AI discovery research for a bank's digital assistant
In-depth interviews exploring how bank customers perceive AI, what an ideal banking assistant should look and sound like, and where trust breaks down - conducted before any assistant design decisions were made.
Context
A regional bank wanted to launch an AI-powered digital assistant, but before defining its personality, capabilities, or tone, they needed to understand how customers actually feel about AI in a banking context. I was asked to run the foundational discovery that would shape every downstream decision.
Approach
- 6 in-depth interviews per cohort across three specific cohorts: (a) personal banking users who had contacted customer care for app-related issues, (b) personal banking users who had never contacted care, and (c) account managers for larger businesses - 18 interviews total
- Explored sentiment toward AI in general and specifically for banking service requests
- Probed what an ideal AI assistant would look and speak like, and what tasks it should handle
- Investigated what trust and security mean in the context of banking AI, and how the assistant's personality could address those concerns
Key findings
- Customers now clearly distinguish AI from basic chatbots - but feel uneasy when AI behaves in an overly friendly or casual way
- Inconsistencies across AI platforms (e.g. Gemini vs. ChatGPT giving different answers) have eroded baseline trust
- Users prefer AI for information-seeking over task completion - and expect outputs to need editing. This was especially pronounced for anything involving money, where the sensitivity of the task made AI-driven completion feel less acceptable
- Participants wanted to be spoken to directly, efficiently, intelligently, and courteously - less "fluff"

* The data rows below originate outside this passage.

/// Where the pump delivers its events. Implementations run in the line
/// driver's context and must not block; dropping is acceptable and, for
/// frames, reported back so it can be counted.
pub trait PumpEvents {
    /// A data frame for us is ready. Returns the packet back when the
    /// consumer queue is full.
    fn frame_received(&mut self, pkt: PacketRef) -> Result<(), PacketRef>;

    /// A data frame for us needs an immediate acknowledge; `pair` is
    /// already the addressing the acknowledge frame should carry.
    fn ack_required(&mut self, pair: AddressPair);

    /// A bare acknowledge frame was seen, in its own addressing.
    fn ack_observed(&mut self, pair: AddressPair);

    /// The idle threshold was just reached.
    fn bus_idle(&mut self);
}

pub struct BitPump<E: PumpEvents> {
    events: E,
    shared: Arc<LineShared>,
    stats: Arc<LinkStats>,
    filter: Arc<AddrFilter>,
    ring: Arc<PacketRing>,

    raw_shift: u8,
    acc: u8,
    acc_bits: u8,
    frame_active: bool,
    frame_len: u16,
    head: [u8; MIN_FRAME_LEN],
    slot: Option<usize>,
    slot_cursor: usize,
    digest: Digest<'static, u16, Table<1>>,
}

impl<E: PumpEvents> BitPump<E> {
    pub fn new(
        events: E,
        shared: Arc<LineShared>,
        stats: Arc<LinkStats>,
        filter: Arc<AddrFilter>,
        ring: Arc<PacketRing>,
    ) -> Self {
        Self {
            events,
            shared,
            stats,
            filter,
            ring,
            raw_shift: 0,
            acc: 0,
            acc_bits: 0,
            frame_active: false,
            frame_len: 0,
            head: [0; MIN_FRAME_LEN],
            slot: None,
            slot_cursor: 0,
            digest: FRAME_CRC.digest(),
        }
    }

    /// Feeds one byte of the sampled bitstream, most significant bit
    /// first, as the receive hardware packs it.
    pub fn clock_byte(&mut self, byte: u8) {
        for i in (0..8).rev() {
            self.clock_bit((byte >> i) & 1 != 0);
        }
    }

    pub fn clock_bit(&mut self, bit: bool) {
        self.track_idle(bit);

        self.raw_shift = (self.raw_shift << 1) | bit as u8;

        if self.raw_shift == FLAG {
            if self.frame_active && self.frame_len >= 1 {
                self.complete_frame();
            } else {
                // Opening flag, or a run of flags keeping us pinned at
                // the start of a frame.
                self.begin_frame();
            }
            return;
        }

        if !self.frame_active {
            return;
        }

        if self.raw_shift == ABORT_PATTERN {
            self.frame_active = false;
            // A one-byte glitch between flags is not worth counting.
            if self.frame_len > 1 {
                bump(&self.stats.rx_abort_count);
            }
            return;
        }

        if self.raw_shift & STUFF_MASK == STUFF_PATTERN {
            return;
        }

        self.acc = (self.acc >> 1) | ((bit as u8) << 7);
        self.acc_bits += 1;
        if self.acc_bits == 8 {
            self.acc_bits = 0;
            self.push_frame_byte(self.acc);
        }
    }

    fn track_idle(&mut self, bit: bool) {
        if bit && !self.shared.tx_in_progress() {
            let ones = self.shared.idle_ones();
            if ones < IDLE_THRESHOLD {
                self.shared.set_idle_ones(ones + 1);
                if ones + 1 == IDLE_THRESHOLD {
                    self.events.bus_idle();
                }
            }
        } else {
            self.shared.set_idle_ones(0);
        }
    }

    fn begin_frame(&mut self) {
        self.frame_active = true;
        self.frame_len = 0;
        self.acc_bits = 0;
        self.digest = FRAME_CRC.digest();
        if self.slot.is_none() {
            self.slot = self.ring.acquire_from(self.slot_cursor);
        }
    }

    fn push_frame_byte(&mut self, byte: u8) {
        self.digest.update(&[byte]);
        if (self.frame_len as usize) < MIN_FRAME_LEN {
            self.head[self.frame_len as usize] = byte;
        }
        if let Some(slot) = self.slot {
            self.ring.store_frame_byte(slot, self.frame_len as usize, byte);
        }
        self.frame_len += 1;
        if self.frame_len as usize == BUS_MTU {
            self.frame_active = false;
            bump(&self.stats.rx_oversize_count);
        }
    }

    fn complete_frame(&mut self) {
        self.frame_active = false;
        let digest = core::mem::replace(&mut self.digest, FRAME_CRC.digest());

        if (self.frame_len as usize) < MIN_FRAME_LEN {
            bump(&self.stats.rx_short_frame_count);
            return;
        }
        if digest.finalize() != CRC_GOOD_RESIDUAL {
            bump(&self.stats.rx_crc_fail_count);
            return;
        }

        bump(&self.stats.rx_frame_count);

        if !self.filter.accepts(self.head[0], self.head[1]) {
            bump(&self.stats.rx_filtered_count);
            return;
        }

        let data_len = self.frame_len - 2;
        let pair = AddressPair::from_frame(&self.head);

        if data_len as usize > ACK_BODY_LEN {
            // Data frame: acknowledge in hard real time, then hand the
            // buffer to the consumer and rotate to a fresh one.
            self.events.ack_required(pair.reversed());
            match self.slot.take() {
                Some(slot) => {
                    self.slot_cursor = (slot + 1) % crate::pool::PACKET_BUFFER_COUNT;
                    let pkt = PacketRing::publish(&self.ring, slot, data_len);
                    if self.events.frame_received(pkt).is_err() {
                        bump(&self.stats.rx_error_count);
                    }
                    self.slot = self.ring.acquire_from(self.slot_cursor);
                }
                None => {
                    // Every buffer is held by the consumer.
                    bump(&self.stats.rx_error_count);
                    self.slot = self.ring.acquire_from(self.slot_cursor);
                }
            }
        } else {
            bump(&self.stats.rx_ack_count);
            self.events.ack_observed(pair);
        }
    }
}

Customers viewed AI as a tool and expected it to act as such - delivering exactly the information asked for, and all of it.
Outcome
The study shaped the brand identity and personality framework for the bank's digital assistant. I worked closely with UX Content Designers on the tone of voice for the assistant, translating research insights into language guidelines. It contributed to measurable increases in user satisfaction and a reduction in customer care call volume post-launch.
Learnings
This was the first time I saw research translate directly into a tangible product output - working with UX Content Designers to turn findings into tone of voice guidelines for the assistant. It taught me that research doesn't end at the insight; it extends into how those insights are applied, and that collaborating closely with content design is one of the most direct ways research can shape what users actually experience.